BEGIN

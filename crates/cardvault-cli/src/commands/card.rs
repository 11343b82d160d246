//! Card lookup command implementation.

use std::path::PathBuf;

use anyhow::{Context, Result, bail};
use clap::Args;

use cardvault_core::{Card, CardSearch, ScryfallId, SetCode};

use crate::config::Settings;
use crate::output;

#[derive(Args, Debug)]
pub struct CardArgs {
    /// Card id
    pub id: Option<String>,

    /// Exact card name (alternative to id)
    #[arg(long, conflicts_with = "id")]
    pub name: Option<String>,

    /// Restrict an exact name lookup to a set
    #[arg(long, requires = "name")]
    pub set: Option<String>,

    /// Match the name approximately
    #[arg(long, requires = "name", conflicts_with = "set")]
    pub fuzzy: bool,

    /// Save the card's normal-size image to this path
    #[arg(long)]
    pub image: Option<PathBuf>,

    /// Pretty-print JSON output
    #[arg(long)]
    pub pretty: bool,
}

pub async fn run(args: CardArgs, settings: Settings) -> Result<()> {
    let gateway = settings.gateway()?;

    let card: Card = match (&args.id, &args.name) {
        (Some(id), _) => {
            let id = ScryfallId::new(id).context("Invalid card id")?;
            gateway.get_card(&id).await
        }
        (None, Some(name)) if args.fuzzy => gateway.get_card_by_fuzzy_name(name).await,
        (None, Some(name)) => {
            let set = args
                .set
                .as_deref()
                .map(SetCode::new)
                .transpose()
                .context("Invalid set code")?;
            gateway.get_card_by_name(name, set.as_ref()).await
        }
        (None, None) => bail!("Either an id or --name is required"),
    }
    .context("Card lookup failed")?;

    if let Some(path) = &args.image {
        let url = card
            .images()
            .normal
            .context("Card has no image")?;
        let bytes = gateway
            .download_image(&url)
            .await
            .context("Failed to download image")?;
        tokio::fs::write(path, &bytes)
            .await
            .with_context(|| format!("Failed to write {}", path.display()))?;
        output::success(&format!("Saved image to {}", path.display()));
    }

    if args.pretty {
        output::json_pretty(&card)
    } else {
        output::json(&card)
    }
}
//! Error types for cardvault.
//!
//! This module provides a unified error type with explicit variants for
//! input validation, authorization, missing resources, upstream API failures
//! and storage failures. Each variant maps onto one HTTP status class.

use std::fmt;
use thiserror::Error;

/// The unified error type for cardvault operations.
#[derive(Debug, Error)]
pub enum Error {
    /// Malformed caller input.
    #[error("validation failed: {0}")]
    Validation(#[from] ValidationError),

    /// Missing or invalid credentials.
    #[error("unauthorized: {0}")]
    Unauthorized(#[from] AuthError),

    /// A card or collection entry does not exist.
    #[error("not found: {0}")]
    NotFound(#[from] NotFoundError),

    /// Failures talking to the external card API.
    #[error("upstream error: {0}")]
    Upstream(#[from] UpstreamError),

    /// Failures reading or writing persisted state.
    #[error("storage error: {0}")]
    Storage(#[from] StorageError),
}

impl Error {
    /// HTTP status code this error is surfaced as.
    pub fn status_code(&self) -> u16 {
        match self {
            Error::Validation(_) => 400,
            Error::Unauthorized(_) => 401,
            Error::NotFound(_) => 404,
            Error::Upstream(_) | Error::Storage(_) => 500,
        }
    }

    /// Shorthand for a single-field validation error.
    pub fn invalid(field: impl Into<String>, message: impl Into<String>) -> Self {
        Error::Validation(ValidationError::single(field, message))
    }
}

/// A single rejected input field.
#[derive(Debug, Clone, PartialEq, Eq, serde::Serialize)]
pub struct FieldError {
    /// Name of the offending field.
    pub field: String,
    /// Human readable reason.
    pub message: String,
}

/// Input validation errors with per-field detail.
#[derive(Debug, Clone, Default, PartialEq, Eq)]
pub struct ValidationError {
    pub details: Vec<FieldError>,
}

impl ValidationError {
    pub fn new() -> Self {
        Self::default()
    }

    pub fn single(field: impl Into<String>, message: impl Into<String>) -> Self {
        let mut err = Self::new();
        err.push(field, message);
        err
    }

    /// Record a rejected field.
    pub fn push(&mut self, field: impl Into<String>, message: impl Into<String>) {
        self.details.push(FieldError {
            field: field.into(),
            message: message.into(),
        });
    }

    pub fn is_empty(&self) -> bool {
        self.details.is_empty()
    }

    /// Returns `Ok(value)` when no field was rejected.
    pub fn finish<T>(self, value: T) -> Result<T, Error> {
        if self.is_empty() {
            Ok(value)
        } else {
            Err(Error::Validation(self))
        }
    }
}

impl fmt::Display for ValidationError {
    fn fmt(&self, f: &mut fmt::Formatter<'_>) -> fmt::Result {
        for (i, detail) in self.details.iter().enumerate() {
            if i > 0 {
                write!(f, "; ")?;
            }
            write!(f, "{}: {}", detail.field, detail.message)?;
        }
        Ok(())
    }
}

impl std::error::Error for ValidationError {}

/// Authorization errors.
#[derive(Debug, Error)]
pub enum AuthError {
    /// No bearer token was presented.
    #[error("missing credentials")]
    MissingCredentials,

    /// The presented token does not map to a user.
    #[error("invalid credentials")]
    InvalidCredentials,
}

/// Missing resources.
#[derive(Debug, Error)]
pub enum NotFoundError {
    /// The card API has no card matching the lookup.
    #[error("no card matches '{query}'")]
    Card { query: String },

    /// The collection entry does not exist for this user.
    #[error("collection entry {id} not found")]
    Entry { id: String },
}

/// Failures of the external card API.
#[derive(Debug, Error)]
pub enum UpstreamError {
    /// Network transport failure (DNS, TLS, connection, timeout).
    #[error("transport error: {message}")]
    Transport { message: String },

    /// Non-2xx status other than a retried 429.
    #[error("HTTP {status} {status_text}{}", format_api_detail(.code, .details))]
    Status {
        status: u16,
        status_text: String,
        code: Option<String>,
        details: Option<String>,
    },

    /// The API kept answering 429 after the retry budget was spent.
    #[error("rate limited after {attempts} attempts")]
    RateLimited { attempts: u32 },

    /// The API answered 2xx with an error object.
    #[error("{details}")]
    Api { code: String, details: String },

    /// The response body did not have the expected shape.
    #[error("unexpected response: {message}")]
    Decode { message: String },
}

impl UpstreamError {
    /// API error code carried by the response, if any.
    pub fn code(&self) -> Option<&str> {
        match self {
            UpstreamError::Status { code, .. } => code.as_deref(),
            UpstreamError::Api { code, .. } => Some(code),
            _ => None,
        }
    }

    /// True when the API reported that nothing matched.
    pub fn is_not_found(&self) -> bool {
        self.code() == Some("not_found")
            || matches!(self, UpstreamError::Status { status: 404, .. })
    }
}

fn format_api_detail(code: &Option<String>, details: &Option<String>) -> String {
    let mut out = String::new();
    if let Some(code) = code {
        out.push_str(&format!(" [{}]", code));
    }
    if let Some(details) = details {
        out.push_str(&format!(": {}", details));
    }
    out
}

/// Persisted state failures.
#[derive(Debug, Error)]
pub enum StorageError {
    #[error("IO error: {0}")]
    Io(#[from] std::io::Error),

    #[error("corrupt document {path}: {message}")]
    Corrupt { path: String, message: String },

    #[error("serialization failed: {0}")]
    Serialize(#[from] serde_json::Error),
}

impl From<std::io::Error> for Error {
    fn from(err: std::io::Error) -> Self {
        Error::Storage(StorageError::Io(err))
    }
}

#[cfg(test)]
mod tests {
    use super::*;

    #[test]
    fn status_codes_follow_taxonomy() {
        assert_eq!(Error::invalid("q", "required").status_code(), 400);
        assert_eq!(
            Error::from(AuthError::MissingCredentials).status_code(),
            401
        );
        assert_eq!(
            Error::from(NotFoundError::Card {
                query: "x".to_string()
            })
            .status_code(),
            404
        );
        assert_eq!(
            Error::from(UpstreamError::RateLimited { attempts: 2 }).status_code(),
            500
        );
    }

    #[test]
    fn validation_display_lists_fields() {
        let mut err = ValidationError::new();
        err.push("quantity", "must be at least 1");
        err.push("condition", "unknown grade");
        assert_eq!(
            err.to_string(),
            "quantity: must be at least 1; condition: unknown grade"
        );
    }

    #[test]
    fn status_error_display_includes_api_detail() {
        let err = UpstreamError::Status {
            status: 400,
            status_text: "Bad Request".to_string(),
            code: Some("bad_request".to_string()),
            details: Some("query too short".to_string()),
        };
        assert_eq!(
            err.to_string(),
            "HTTP 400 Bad Request [bad_request]: query too short"
        );
    }

    #[test]
    fn not_found_detection() {
        let err = UpstreamError::Api {
            code: "not_found".to_string(),
            details: "no cards".to_string(),
        };
        assert!(err.is_not_found());
        assert!(!UpstreamError::RateLimited { attempts: 2 }.is_not_found());
    }
}
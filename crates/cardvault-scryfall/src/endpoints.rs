//! Scryfall endpoint definitions and wire types.

use serde::{Deserialize, Serialize};

use cardvault_core::SearchPage;

// ============================================================================
// Endpoint Paths
// ============================================================================

pub const CARDS_SEARCH: &str = "cards/search";

pub const CARDS_AUTOCOMPLETE: &str = "cards/autocomplete";

pub const CARDS_NAMED: &str = "cards/named";

pub const SETS: &str = "sets";

/// Path of a single card by id.
pub fn card_path(id: &str) -> String {
    format!("cards/{}", id)
}

// ============================================================================
// Query Types
// ============================================================================

/// Query parameters for cards/search.
#[derive(Debug, Serialize)]
pub struct SearchQuery<'a> {
    pub q: &'a str,
    pub unique: &'a str,
    pub page: u32,
    pub include_extras: bool,
    pub include_multilingual: bool,
}

/// Query parameters for cards/autocomplete.
#[derive(Debug, Serialize)]
pub struct AutocompleteQuery<'a> {
    pub q: &'a str,
}

/// Query parameters for cards/named.
#[derive(Debug, Serialize)]
pub struct NamedQuery<'a> {
    #[serde(skip_serializing_if = "Option::is_none")]
    pub exact: Option<&'a str>,
    #[serde(skip_serializing_if = "Option::is_none")]
    pub fuzzy: Option<&'a str>,
    #[serde(skip_serializing_if = "Option::is_none")]
    pub set: Option<&'a str>,
}

// ============================================================================
// Response Types
// ============================================================================

/// A paginated list object.
#[derive(Debug, Deserialize)]
pub struct ListResponse<T> {
    #[serde(default)]
    pub total_cards: Option<u64>,
    #[serde(default)]
    pub has_more: bool,
    #[serde(default)]
    pub next_page: Option<String>,
    pub data: Vec<T>,
}

impl<T> ListResponse<T> {
    pub fn into_page(self) -> SearchPage<T> {
        SearchPage {
            total_cards: self.total_cards.unwrap_or(self.data.len() as u64),
            has_more: self.has_more,
            next_page: self.next_page,
            data: self.data,
        }
    }
}

/// A catalog object (list of strings).
#[derive(Debug, Deserialize)]
pub struct Catalog {
    pub data: Vec<String>,
}

/// Marker matching `"object": "error"`.
#[derive(Debug, Clone, Copy, PartialEq, Eq, Deserialize)]
pub enum ErrorObject {
    #[serde(rename = "error")]
    Error,
}

/// Scryfall error object.
#[derive(Debug, Clone, Deserialize)]
pub struct ApiError {
    #[allow(dead_code)]
    pub object: ErrorObject,
    pub code: String,
    #[serde(default)]
    pub status: Option<u16>,
    #[serde(default)]
    pub details: String,
}

/// Any Scryfall response: an error object or the expected payload.
///
/// The error arm only matches bodies whose `object` is `"error"`.
#[derive(Debug, Deserialize)]
#[serde(untagged)]
pub enum ApiResponse<T> {
    Error(ApiError),
    Ok(T),
}

#[cfg(test)]
mod tests {
    use super::*;
    use serde_json::json;

    #[test]
    fn error_object_is_recognised() {
        let response: ApiResponse<Catalog> = serde_json::from_value(json!({
            "object": "error",
            "code": "not_found",
            "status": 404,
            "details": "No cards found matching your query."
        }))
        .unwrap();
        match response {
            ApiResponse::Error(e) => {
                assert_eq!(e.code, "not_found");
                assert_eq!(e.status, Some(404));
            }
            ApiResponse::Ok(_) => panic!("expected error arm"),
        }
    }

    #[test]
    fn payload_is_not_mistaken_for_error() {
        let response: ApiResponse<Catalog> = serde_json::from_value(json!({
            "object": "catalog",
            "total_values": 1,
            "data": ["Lightning Bolt"]
        }))
        .unwrap();
        assert!(matches!(response, ApiResponse::Ok(c) if c.data == vec!["Lightning Bolt"]));
    }

    #[test]
    fn list_without_total_uses_length() {
        let list: ListResponse<String> =
            serde_json::from_value(json!({ "object": "list", "has_more": false, "data": ["a", "b"] }))
                .unwrap();
        let page = list.into_page();
        assert_eq!(page.total_cards, 2);
        assert!(!page.has_more);
    }
}
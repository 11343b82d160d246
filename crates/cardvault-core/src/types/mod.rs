//! Core domain types.
//!
//! These types enforce their invariants at construction time, so a value
//! that exists is a value that can be sent to the card API or persisted.

mod color;
mod condition;
mod rarity;
mod scryfall_id;
mod set_code;
mod user_id;

pub use color::{Color, ColorSet};
pub use condition::Condition;
pub use rarity::Rarity;
pub use scryfall_id::ScryfallId;
pub use set_code::SetCode;
pub use user_id::UserId;
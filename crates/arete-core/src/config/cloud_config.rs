use serde::{Deserialize, Serialize};

use super::defaults;

/// Remote store configuration.
#[derive(Debug, Clone, Serialize, Deserialize)]
#[serde(default)]
pub struct CloudConfig {
    /// Remote endpoint URL. `None` keeps the device local-only.
    pub endpoint_url: Option<String>,
    /// Bearer token sent with every request.
    pub api_token: Option<String>,
    /// Request timeout in seconds.
    pub timeout_secs: u64,
    /// Retries per request before the cycle is counted as failed.
    pub max_retries: u32,
}

impl CloudConfig {
    pub fn is_configured(&self) -> bool {
        self.endpoint_url
            .as_deref()
            .is_some_and(|u| !u.trim().is_empty())
    }
}

impl Default for CloudConfig {
    fn default() -> Self {
        Self {
            endpoint_url: None,
            api_token: None,
            timeout_secs: defaults::DEFAULT_CLOUD_TIMEOUT_SECS,
            max_retries: defaults::DEFAULT_CLOUD_MAX_RETRIES,
        }
    }
}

END

Task details:
Gather every line from the listing above in which the word "NotFoundError" appears.

Response:
    NotFound(#[from] NotFoundError),
pub enum NotFoundError {
            Error::from(NotFoundError::Card {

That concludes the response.